15 de fevereiro de 2017

A Realidade dos Municípios Brasileiros Frente à Nova Política Nacional de Resíduos Sólidos


Depois de um longo percurso burocrático de cerca de quase vinte anos, finalmente torna-se um marco legal a Lei nº 12.305/2010 também conhecida como a Política Nacional de Resíduos Sólidos, com princípios e marcos importantes para fazer com que tenhamos no Brasil uma disposição correta dos resíduos gerados no País bem como trazendo todos os atores públicos, Governo Federal, Governos Estaduais e Municipais para estarem ao lado de Fabricantes, Comerciantes e Importadores, mas sobretudo com a presença do cidadão consumidor; que passam todos a ter um papel fundamental para a melhora do meio ambiente.

Uma Lei que traz consigo, conceitos inovadores até então para uma realidade brasileira, onde o conceito de Resíduo em substituição ao conceito de Lixo, pode até parecer uma simples substituição de palavras, mas no fundo significa inverter valores e o que antes era encarado apenas como o fim do processo produtivo, comercial e/ou de consumo se torna hoje o início de uma nova cadeia produtiva; e, se não uma nova cadeia, no mínimo teremos um novo produto ou mesmo matéria-prima para novos produtos.
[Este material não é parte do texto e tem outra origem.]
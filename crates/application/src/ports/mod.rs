mod upstream_client;

pub use upstream_client::UpstreamClient;
use super::name::{decode_label_sequence, encode_name};
use super::read_u16;
use crate::DomainError;
use std::fmt;

/// One entry of the question section.
///
/// The name is the dot-joined label sequence without a trailing dot, case
/// preserved and not validated against hostname rules.
#[derive(Debug, Clone, PartialEq, Eq, Hash)]
pub struct Question {
    pub name: String,
    pub qtype: u16,
    pub qclass: u16,
}

impl Question {
    pub fn new(name: impl Into<String>, qtype: u16, qclass: u16) -> Self {
        Self {
            name: name.into(),
            qtype,
            qclass,
        }
    }

    /// Appends the wire form to `out`, leaving `out` untouched on error.
    pub fn encode_into(&self, out: &mut Vec<u8>) -> Result<(), DomainError> {
        let start = out.len();
        if let Err(e) = encode_name(&self.name, out) {
            out.truncate(start);
            return Err(e);
        }
        out.extend_from_slice(&self.qtype.to_be_bytes());
        out.extend_from_slice(&self.qclass.to_be_bytes());
        Ok(())
    }
}

impl fmt::Display for Question {
    fn fmt(&self, f: &mut fmt::Formatter<'_>) -> fmt::Result {
        write!(f, "{} type={} class={}", self.name, self.qtype, self.qclass)
    }
}

pub fn decode_question_section(
    buf: &[u8],
    offset: usize,
    qd_count: u16,
) -> Result<(Vec<Question>, usize), DomainError> {
    // qd_count is client-controlled; a question takes at least 5 bytes
    let remaining = buf.len().saturating_sub(offset);
    let mut questions = Vec::with_capacity((qd_count as usize).min(remaining / 5));
    let mut offset = offset;

    for _ in 0..qd_count {
        let (labels, next) = decode_label_sequence(buf, offset)?;
        let qtype = read_u16(buf, next)?;
        let qclass = read_u16(buf, next + 2)?;
        questions.push(Question::new(labels.join("."), qtype, qclass));
        offset = next + 4;
    }

    Ok((questions, offset))
}

pub fn encode_question(name: &str, qtype: u16, qclass: u16) -> Result<Vec<u8>, DomainError> {
    let mut out = Vec::with_capacity(name.len() + 6);
    encode_name(name, &mut out)?;
    out.extend_from_slice(&qtype.to_be_bytes());
    out.extend_from_slice(&qclass.to_be_bytes());
    Ok(out)
}
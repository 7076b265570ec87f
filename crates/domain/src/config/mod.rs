pub mod errors;
pub mod logging;
pub mod relay;
pub mod root;
pub mod server;
pub mod upstream;

pub use errors::ConfigError;
pub use logging::{LogFormat, LoggingConfig};
pub use relay::{AnswerNames, FanOut, RelayConfig};
pub use root::{CliOverrides, Config};
pub use server::ServerConfig;
pub use upstream::UpstreamConfig;
use dns_relay_domain::wire::{
    decode_header, decode_question_section, decode_resource_record, encode_header, Question,
    HEADER_LEN,
};
use dns_relay_domain::{AnswerNames, DomainError};
use tracing::debug;

/// Folds per-question upstream responses back into one reply.
///
/// The merged message carries the client's id, the flags of the first
/// response, the client's questions re-encoded in their original order, and
/// every answer of every response in response order. Authority and
/// additional sections are dropped.
pub struct ResponseMerger {
    answer_names: AnswerNames,
}

impl ResponseMerger {
    pub fn new(answer_names: AnswerNames) -> Self {
        Self { answer_names }
    }

    /// `responses[i]` must be the reply to `original_questions[i]`.
    ///
    /// Answer decoding is all-or-nothing: if any advertised answer of any
    /// response cannot be decoded the whole merge fails, so the merged
    /// `an_count` always matches the answers present.
    pub fn merge(
        &self,
        packet_id: u16,
        original_questions: &[Question],
        responses: &[Vec<u8>],
    ) -> Result<Vec<u8>, DomainError> {
        if responses.is_empty() {
            return Err(DomainError::MalformedResponse(
                "no upstream responses to merge".to_string(),
            ));
        }
        if responses.len() != original_questions.len() {
            return Err(DomainError::MalformedResponse(format!(
                "{} responses for {} questions",
                responses.len(),
                original_questions.len()
            )));
        }

        let qd_count = u16::try_from(original_questions.len())
            .map_err(|_| DomainError::MalformedResponse("too many questions".to_string()))?;

        let mut flags = None;
        let mut an_count: u16 = 0;
        let mut answers = Vec::new();

        for (index, response) in responses.iter().enumerate() {
            let header = decode_header(response).map_err(|e| response_error(index, e))?;
            flags.get_or_insert(header.flags);

            let (_, mut offset) = decode_question_section(response, HEADER_LEN, header.qd_count)
                .map_err(|e| response_error(index, e))?;

            for _ in 0..header.an_count {
                let (span, next) =
                    decode_resource_record(response, offset).map_err(|e| response_error(index, e))?;
                match self.answer_names {
                    AnswerNames::Verbatim => answers.extend_from_slice(span.bytes),
                    AnswerNames::Expand => answers.extend(
                        span.expand_names(response)
                            .map_err(|e| response_error(index, e))?,
                    ),
                }
                offset = next;
            }

            an_count = an_count.checked_add(header.an_count).ok_or_else(|| {
                DomainError::MalformedResponse("merged answer count exceeds 65535".to_string())
            })?;

            debug!(
                response = index,
                answers = header.an_count,
                flags = header.flags,
                "Upstream response folded"
            );
        }

        let mut merged = Vec::with_capacity(HEADER_LEN + answers.len() + 32 * original_questions.len());
        merged.extend_from_slice(&encode_header(
            packet_id,
            flags.unwrap_or_default(),
            qd_count,
            an_count,
        ));
        for question in original_questions {
            question.encode_into(&mut merged)?;
        }
        merged.extend_from_slice(&answers);

        Ok(merged)
    }
}

fn response_error(index: usize, error: DomainError) -> DomainError {
    match error {
        DomainError::MalformedResponse(msg) => {
            DomainError::MalformedResponse(format!("response {}: {}", index, msg))
        }
        other => DomainError::MalformedResponse(format!("response {}: {}", index, other)),
    }
}
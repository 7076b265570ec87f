use clap::Parser;
use dns_relay_application::use_cases::RelayQueryUseCase;
use dns_relay_domain::CliOverrides;
use dns_relay_infrastructure::dns::{RelayServer, UdpUpstreamClient};
use std::sync::Arc;
use tracing::{error, info};

mod bootstrap;

#[derive(Parser)]
#[command(name = "dns-relay")]
#[command(version)]
#[command(about = "DNS relay that splits multi-question queries across an upstream resolver")]
struct Cli {
    /// Upstream resolver address (ip:port)
    #[arg(short = 'r', long, value_name = "ADDR")]
    resolver: String,

    /// Configuration file path
    #[arg(short = 'c', long, value_name = "FILE")]
    config: Option<String>,

    /// Bind address
    #[arg(short = 'b', long)]
    bind: Option<String>,

    /// Listening port
    #[arg(short = 'p', long)]
    port: Option<u16>,

    /// Log level (trace, debug, info, warn, error)
    #[arg(long)]
    log_level: Option<String>,
}

#[tokio::main]
async fn main() -> anyhow::Result<()> {
    let cli = Cli::parse();

    let cli_overrides = CliOverrides {
        resolver: Some(cli.resolver),
        bind_address: cli.bind,
        port: cli.port,
        log_level: cli.log_level,
    };

    let config = bootstrap::load_config(cli.config.as_deref(), cli_overrides)?;

    bootstrap::init_logging(&config.logging);

    info!("Starting DNS relay v{}", env!("CARGO_PKG_VERSION"));

    let resolver = config.upstream.resolver_addr()?;
    let listen_addr = config.server.listen_addr()?;

    let upstream = UdpUpstreamClient::new(resolver)
        .with_timeout(config.upstream.timeout())
        .with_max_response_size(config.server.max_datagram_size);

    let use_case = RelayQueryUseCase::new(Arc::new(upstream))
        .with_fan_out(config.relay.fan_out)
        .with_answer_names(config.relay.answer_names);

    let server = RelayServer::bind(listen_addr, Arc::new(use_case))
        .await?
        .with_servfail_on_error(config.relay.servfail_on_error)
        .with_max_datagram_size(config.server.max_datagram_size);

    info!(
        resolver = %resolver,
        fan_out = config.relay.fan_out.as_str(),
        answer_names = config.relay.answer_names.as_str(),
        timeout_ms = config.upstream.timeout_ms,
        "Relay configured"
    );

    tokio::select! {
        result = server.run() => {
            if let Err(e) = &result {
                error!(error = %e, "DNS relay stopped");
            }
            result?;
        }
        _ = tokio::signal::ctrl_c() => {
            info!("Shutdown signal received");
        }
    }

    info!("Relay shutdown complete");
    Ok(())
}
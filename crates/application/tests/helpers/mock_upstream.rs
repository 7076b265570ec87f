use async_trait::async_trait;
use dns_relay_application::ports::UpstreamClient;
use dns_relay_domain::wire::{decode_header, decode_question_section, HEADER_LEN};
use dns_relay_domain::DomainError;
use std::collections::HashMap;
use std::sync::{Arc, Mutex};
use std::time::Duration;

use super::packets::{a_answer, response};

/// Answers from a table keyed by question name. Unknown names get an empty
/// NOERROR reply.
#[derive(Clone, Default)]
pub struct MockUpstreamClient {
    answers: Arc<Mutex<HashMap<String, Vec<Vec<u8>>>>>,
    raw: Arc<Mutex<HashMap<String, Vec<u8>>>>,
    delays: Arc<Mutex<HashMap<String, Duration>>>,
    errors: Arc<Mutex<HashMap<String, DomainError>>>,
    received: Arc<Mutex<Vec<Vec<u8>>>>,
    completed: Arc<Mutex<Vec<String>>>,
}

impl MockUpstreamClient {
    pub fn new() -> Self {
        Self::default()
    }

    pub fn set_a_records(&self, domain: &str, addresses: &[[u8; 4]]) {
        let answers = addresses.iter().map(|a| a_answer(60, *a)).collect();
        self.set_answers(domain, answers);
    }

    pub fn set_answers(&self, domain: &str, answers: Vec<Vec<u8>>) {
        self.answers.lock().unwrap().insert(domain.to_string(), answers);
    }

    /// Replies with `bytes` as is, ignoring the query.
    pub fn set_raw_response(&self, domain: &str, bytes: Vec<u8>) {
        self.raw.lock().unwrap().insert(domain.to_string(), bytes);
    }

    pub fn set_delay(&self, domain: &str, delay: Duration) {
        self.delays.lock().unwrap().insert(domain.to_string(), delay);
    }

    pub fn set_error(&self, domain: &str, error: DomainError) {
        self.errors.lock().unwrap().insert(domain.to_string(), error);
    }

    pub fn received(&self) -> Vec<Vec<u8>> {
        self.received.lock().unwrap().clone()
    }

    /// Question names in the order their replies were produced.
    pub fn completion_order(&self) -> Vec<String> {
        self.completed.lock().unwrap().clone()
    }
}

#[async_trait]
impl UpstreamClient for MockUpstreamClient {
    async fn query(&self, datagram: &[u8]) -> Result<Vec<u8>, DomainError> {
        self.received.lock().unwrap().push(datagram.to_vec());

        let header = decode_header(datagram)?;
        let (questions, _) = decode_question_section(datagram, HEADER_LEN, header.qd_count)?;
        let q = questions
            .first()
            .ok_or(DomainError::NoQuestions)?
            .clone();

        let delay = self.delays.lock().unwrap().get(&q.name).copied();
        if let Some(delay) = delay {
            tokio::time::sleep(delay).await;
        }

        let error = self.errors.lock().unwrap().get(&q.name).cloned();
        if let Some(error) = error {
            return Err(error);
        }

        self.completed.lock().unwrap().push(q.name.clone());

        if let Some(raw) = self.raw.lock().unwrap().get(&q.name) {
            return Ok(raw.clone());
        }

        let answers = self
            .answers
            .lock()
            .unwrap()
            .get(&q.name)
            .cloned()
            .unwrap_or_default();

        Ok(response(
            header.packet_id,
            0x8180,
            &q.name,
            q.qtype,
            &answers,
        ))
    }

    fn server(&self) -> String {
        "mock".to_string()
    }
}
Desta forma, o que antes não tinha valor comercial, industrial e muitas vezes social, com a nova Lei os atores envolvidos com o nascimento de um produto, estarão envolvidos e comprometidos com o destino e disposição final desse produto, portanto não serão somente os Municípios que terão a responsabilidade de destinar e investir nesse cuidado com os resíduos, agora os atores passarão a ter esta responsabilidade de forma compartilhada e principalmente com investimentos para o tratamento e aproveitamento em todas as formas possíveis dos resíduos, onde somente a parte que não tiver condições técnicas ou financeiras poderão ser depositadas em aterros sanitários, após terem passado por tratamentos que diminuam o impacto ambiental.
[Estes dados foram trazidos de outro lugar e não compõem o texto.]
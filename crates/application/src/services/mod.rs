mod question_splitter;
mod response_merger;
mod servfail;

pub use question_splitter::QuestionSplitter;
pub use response_merger::ResponseMerger;
pub use servfail::build_servfail;
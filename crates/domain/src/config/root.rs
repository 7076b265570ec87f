use serde::{Deserialize, Serialize};
use std::path::Path;

use super::errors::ConfigError;
use super::logging::LoggingConfig;
use super::relay::RelayConfig;
use super::server::ServerConfig;
use super::upstream::UpstreamConfig;
use crate::wire::HEADER_LEN;

const LOCAL_CONFIG_PATH: &str = "dns-relay.toml";
const SYSTEM_CONFIG_PATH: &str = "/etc/dns-relay/config.toml";

/// Main configuration structure for the relay
#[derive(Debug, Clone, Deserialize, Serialize, Default)]
pub struct Config {
    /// Listening endpoint
    #[serde(default)]
    pub server: ServerConfig,

    /// Upstream resolver
    #[serde(default)]
    pub upstream: UpstreamConfig,

    /// Split/merge behaviour
    #[serde(default)]
    pub relay: RelayConfig,

    /// Logging configuration
    #[serde(default)]
    pub logging: LoggingConfig,
}

impl Config {
    /// Load configuration from file or use defaults
    ///
    /// Priority order:
    /// 1. Explicitly provided path
    /// 2. dns-relay.toml in current directory
    /// 3. /etc/dns-relay/config.toml
    /// 4. Default configuration
    ///
    /// Command-line overrides are applied on top of whichever source won.
    pub fn load(path: Option<&str>, cli_overrides: CliOverrides) -> Result<Self, ConfigError> {
        Self::load_with_candidates(
            path,
            &[LOCAL_CONFIG_PATH, SYSTEM_CONFIG_PATH],
            cli_overrides,
        )
    }

    /// `candidates` are tried in order when no explicit path is given.
    fn load_with_candidates(
        path: Option<&str>,
        candidates: &[&str],
        cli_overrides: CliOverrides,
    ) -> Result<Self, ConfigError> {
        let mut config = match path {
            Some(path) => Self::from_file(path)?,
            None => match candidates.iter().find(|c| Path::new(c).exists()) {
                Some(found) => Self::from_file(found)?,
                None => Self::default(),
            },
        };

        config.apply_cli_overrides(cli_overrides);
        Ok(config)
    }

    pub fn from_toml(contents: &str) -> Result<Self, ConfigError> {
        toml::from_str(contents).map_err(|e| ConfigError::Parse(e.to_string()))
    }

    fn from_file(path: &str) -> Result<Self, ConfigError> {
        let contents = std::fs::read_to_string(path)
            .map_err(|e| ConfigError::FileRead(path.to_string(), e.to_string()))?;
        Self::from_toml(&contents)
    }

    pub fn apply_cli_overrides(&mut self, overrides: CliOverrides) {
        if let Some(resolver) = overrides.resolver {
            self.upstream.resolver = resolver;
        }
        if let Some(bind) = overrides.bind_address {
            self.server.bind_address = bind;
        }
        if let Some(port) = overrides.port {
            self.server.port = port;
        }
        if let Some(level) = overrides.log_level {
            self.logging.level = level;
        }
    }

    pub fn validate(&self) -> Result<(), ConfigError> {
        if self.server.port == 0 {
            return Err(ConfigError::Validation("Port cannot be 0".to_string()));
        }

        self.server.listen_addr()?;
        self.upstream.resolver_addr()?;

        if self.upstream.timeout_ms == 0 {
            return Err(ConfigError::Validation(
                "Upstream timeout must be greater than 0".to_string(),
            ));
        }

        if self.server.max_datagram_size < HEADER_LEN {
            return Err(ConfigError::Validation(format!(
                "max_datagram_size must be at least {} bytes",
                HEADER_LEN
            )));
        }

        Ok(())
    }
}

/// Command-line overrides for configuration
#[derive(Debug, Default)]
pub struct CliOverrides {
    pub resolver: Option<String>,
    pub bind_address: Option<String>,
    pub port: Option<u16>,
    pub log_level: Option<String>,
}
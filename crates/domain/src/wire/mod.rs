//! DNS wire format (RFC 1035 §4.1)
//!
//! Only what a splitting relay needs: the fixed header, question entries,
//! label sequences with compression pointers, and resource records as opaque
//! byte spans. All reads are bounds-checked and fail with
//! [`DomainError::ShortBuffer`] instead of panicking.

pub mod header;
pub mod name;
pub mod question;
pub mod record;

pub use header::{decode_header, encode_header, Header, HEADER_LEN};
pub use name::{
    decode_label_sequence, encode_labels, encode_name, MAX_LABEL_LEN, MAX_NAME_LEN,
};
pub use question::{decode_question_section, encode_question, Question};
pub use record::{decode_resource_record, RecordSpan, RR_FIXED_LEN};

use crate::DomainError;

/// Largest datagram handled without EDNS(0).
pub const MAX_UDP_MESSAGE_SIZE: usize = 512;

pub const CLASS_IN: u16 = 1;

/// Record types whose rdata is interpreted when answer names are expanded.
pub mod rtype {
    pub const A: u16 = 1;
    pub const NS: u16 = 2;
    pub const CNAME: u16 = 5;
    pub const PTR: u16 = 12;
    pub const MX: u16 = 15;
    pub const AAAA: u16 = 28;
}

pub(crate) fn read_slice(buf: &[u8], offset: usize, len: usize) -> Result<&[u8], DomainError> {
    let end = offset.saturating_add(len);
    buf.get(offset..end).ok_or(DomainError::ShortBuffer {
        needed: end,
        available: buf.len(),
    })
}

pub(crate) fn read_u8(buf: &[u8], offset: usize) -> Result<u8, DomainError> {
    read_slice(buf, offset, 1).map(|b| b[0])
}

pub(crate) fn read_u16(buf: &[u8], offset: usize) -> Result<u16, DomainError> {
    read_slice(buf, offset, 2).map(|b| u16::from_be_bytes([b[0], b[1]]))
}

pub(crate) fn read_u32(buf: &[u8], offset: usize) -> Result<u32, DomainError> {
    read_slice(buf, offset, 4).map(|b| u32::from_be_bytes([b[0], b[1], b[2], b[3]]))
}
//! DNS Relay Domain Layer
pub mod config;
pub mod errors;
pub mod forwarded_query;
pub mod wire;

pub use config::{AnswerNames, CliOverrides, Config, ConfigError, FanOut};
pub use errors::DomainError;
pub use forwarded_query::ForwardedQuery;
pub use wire::{Header, Question, RecordSpan};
Mas diante de uma complexidade legal – ou seja, não faltam no Brasil boas leis, o que falta no Brasil é o cumprimento dessas leis –, temos ainda, infelizmente, por parte, ainda que pequena, de uma parcela desses atores que pensam que a Lei nº 12.305/2010 será uma lei que “não vai pegar”, e posso garantir que estas pessoas estão enganadas, pois a nova Política daqui algum tempo extrapolará os limites legais e terá efeitos culturais em nosso país. Pois, assim que as pessoas ao consumir, começarem a se preocupar se aquele produto terá uma destinação correta, se o seu fabricante tem compromisso de ajudar a tratar esse resíduo, nesse momento começa uma força e um movimento social onde todos os atores não mais se preocuparão com a Lei e sim com a consequência econômica que isso pode trazer para todos. Empresas não vão querer perder clientes; governos não vão querer perder receitas tributárias; o comércio não irá querer perder vendas e os consumidores serão os maiores fiscais dessa Política, naturalmente começará um esforço mútuo para se encontrar soluções para este problema.
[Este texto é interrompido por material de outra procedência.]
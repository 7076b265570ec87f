pub const TYPE_A: u16 = 1;
pub const TYPE_CNAME: u16 = 5;
pub const TYPE_AAAA: u16 = 28;
pub const CLASS_IN: u16 = 1;

pub fn name(dotted: &str) -> Vec<u8> {
    let mut out = Vec::new();
    for label in dotted.split('.').filter(|l| !l.is_empty()) {
        out.push(label.len() as u8);
        out.extend_from_slice(label.as_bytes());
    }
    out.push(0);
    out
}

pub fn header(id: u16, flags: u16, qd: u16, an: u16) -> Vec<u8> {
    let mut out = Vec::with_capacity(12);
    for field in [id, flags, qd, an, 0, 0] {
        out.extend_from_slice(&field.to_be_bytes());
    }
    out
}

pub fn question(dotted: &str, qtype: u16) -> Vec<u8> {
    let mut out = name(dotted);
    out.extend_from_slice(&qtype.to_be_bytes());
    out.extend_from_slice(&CLASS_IN.to_be_bytes());
    out
}

pub fn pointer(offset: u16) -> [u8; 2] {
    (0xC000 | offset).to_be_bytes()
}

pub fn record(owner: &[u8], rtype: u16, ttl: u32, rdata: &[u8]) -> Vec<u8> {
    let mut out = owner.to_vec();
    out.extend_from_slice(&rtype.to_be_bytes());
    out.extend_from_slice(&CLASS_IN.to_be_bytes());
    out.extend_from_slice(&ttl.to_be_bytes());
    out.extend_from_slice(&(rdata.len() as u16).to_be_bytes());
    out.extend_from_slice(rdata);
    out
}

pub fn query(id: u16, flags: u16, questions: &[(&str, u16)]) -> Vec<u8> {
    let mut out = header(id, flags, questions.len() as u16, 0);
    for (dotted, qtype) in questions {
        out.extend(question(dotted, *qtype));
    }
    out
}

/// An A answer owned by a pointer to the first question (`c0 0c`).
pub fn a_answer(ttl: u32, addr: [u8; 4]) -> Vec<u8> {
    record(&pointer(12), TYPE_A, ttl, &addr)
}

/// Upstream reply to a single question, answers appended verbatim.
pub fn response(id: u16, flags: u16, dotted: &str, qtype: u16, answers: &[Vec<u8>]) -> Vec<u8> {
    let mut out = header(id, flags, 1, answers.len() as u16);
    out.extend(question(dotted, qtype));
    for answer in answers {
        out.extend_from_slice(answer);
    }
    out
}

/// Offset of the answer section in a single-question message.
pub fn answers_offset(dotted: &str) -> usize {
    12 + name(dotted).len() + 4
}
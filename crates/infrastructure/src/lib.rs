//! DNS Relay Infrastructure Layer
pub mod dns;
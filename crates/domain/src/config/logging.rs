use serde::{Deserialize, Serialize};

#[derive(Debug, Clone, Copy, Deserialize, Serialize, PartialEq, Eq, Default)]
#[serde(rename_all = "lowercase")]
pub enum LogFormat {
    #[default]
    Full,
    Compact,
    Json,
}

#[derive(Debug, Clone, Deserialize, Serialize)]
pub struct LoggingConfig {
    /// `EnvFilter` directive, e.g. `info` or `dns_relay_infrastructure=debug`.
    #[serde(default = "default_log_level")]
    pub level: String,

    #[serde(default)]
    pub format: LogFormat,
}

impl Default for LoggingConfig {
    fn default() -> Self {
        Self {
            level: default_log_level(),
            format: LogFormat::default(),
        }
    }
}

fn default_log_level() -> String {
    "info".to_string()
}
use dns_relay_domain::wire::{decode_header, decode_question_section, encode_header, HEADER_LEN};
use dns_relay_domain::Header;

/// Builds a SERVFAIL reply for a client packet that could not be relayed.
///
/// Echoes the question section when it decodes and re-encodes cleanly,
/// otherwise replies with a bare header. Returns `None` when not even the
/// header is readable, since there is no transaction ID to answer.
pub fn build_servfail(packet: &[u8]) -> Option<Vec<u8>> {
    let header = decode_header(packet).ok()?;
    let flags = Header::servfail_flags(header.flags);

    let mut questions = Vec::new();
    let echoed = decode_question_section(packet, HEADER_LEN, header.qd_count)
        .ok()
        .and_then(|(decoded, _)| {
            decoded
                .iter()
                .try_for_each(|q| q.encode_into(&mut questions))
                .ok()
                .map(|_| decoded.len())
        });

    let mut reply = Vec::with_capacity(HEADER_LEN + questions.len());
    match echoed {
        Some(qd_count) => {
            reply.extend_from_slice(&encode_header(header.packet_id, flags, qd_count as u16, 0));
            reply.extend_from_slice(&questions);
        }
        None => reply.extend_from_slice(&encode_header(header.packet_id, flags, 0, 0)),
    }
    Some(reply)
}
Contudo, hoje no Brasil os municípios – com raras exceções – não estão preparados, pessoal, econômica e tecnicamente para encarar esse desafio! Principalmente os municípios pequenos – aqueles que têm até cem mil habitantes que representam cerca de oitenta por cento dos municípios brasileiros – que em boa parte sobrevivem da ajuda e transferência de recursos do Governo Federal e Estadual através do Fundo de Participação dos Municípios, além dos recursos obrigatórios para a Saúde e Educação.

Se não tivermos um pacto Nacional para resolver de forma conjunta esse problema, somente os municípios arcarão com os custos e investimentos, aí sim... podemos ter a prevalência daqueles que pensam que a Lei não terá efeito. Esses pequenos municípios muitas vezes não têm sequer recursos humanos para elaborar projetos e planos de manejo para terem acessos a linhas de créditos e financiamentos ou, até mesmo, para a transferência de recursos através dos Governos Federal e Estadual.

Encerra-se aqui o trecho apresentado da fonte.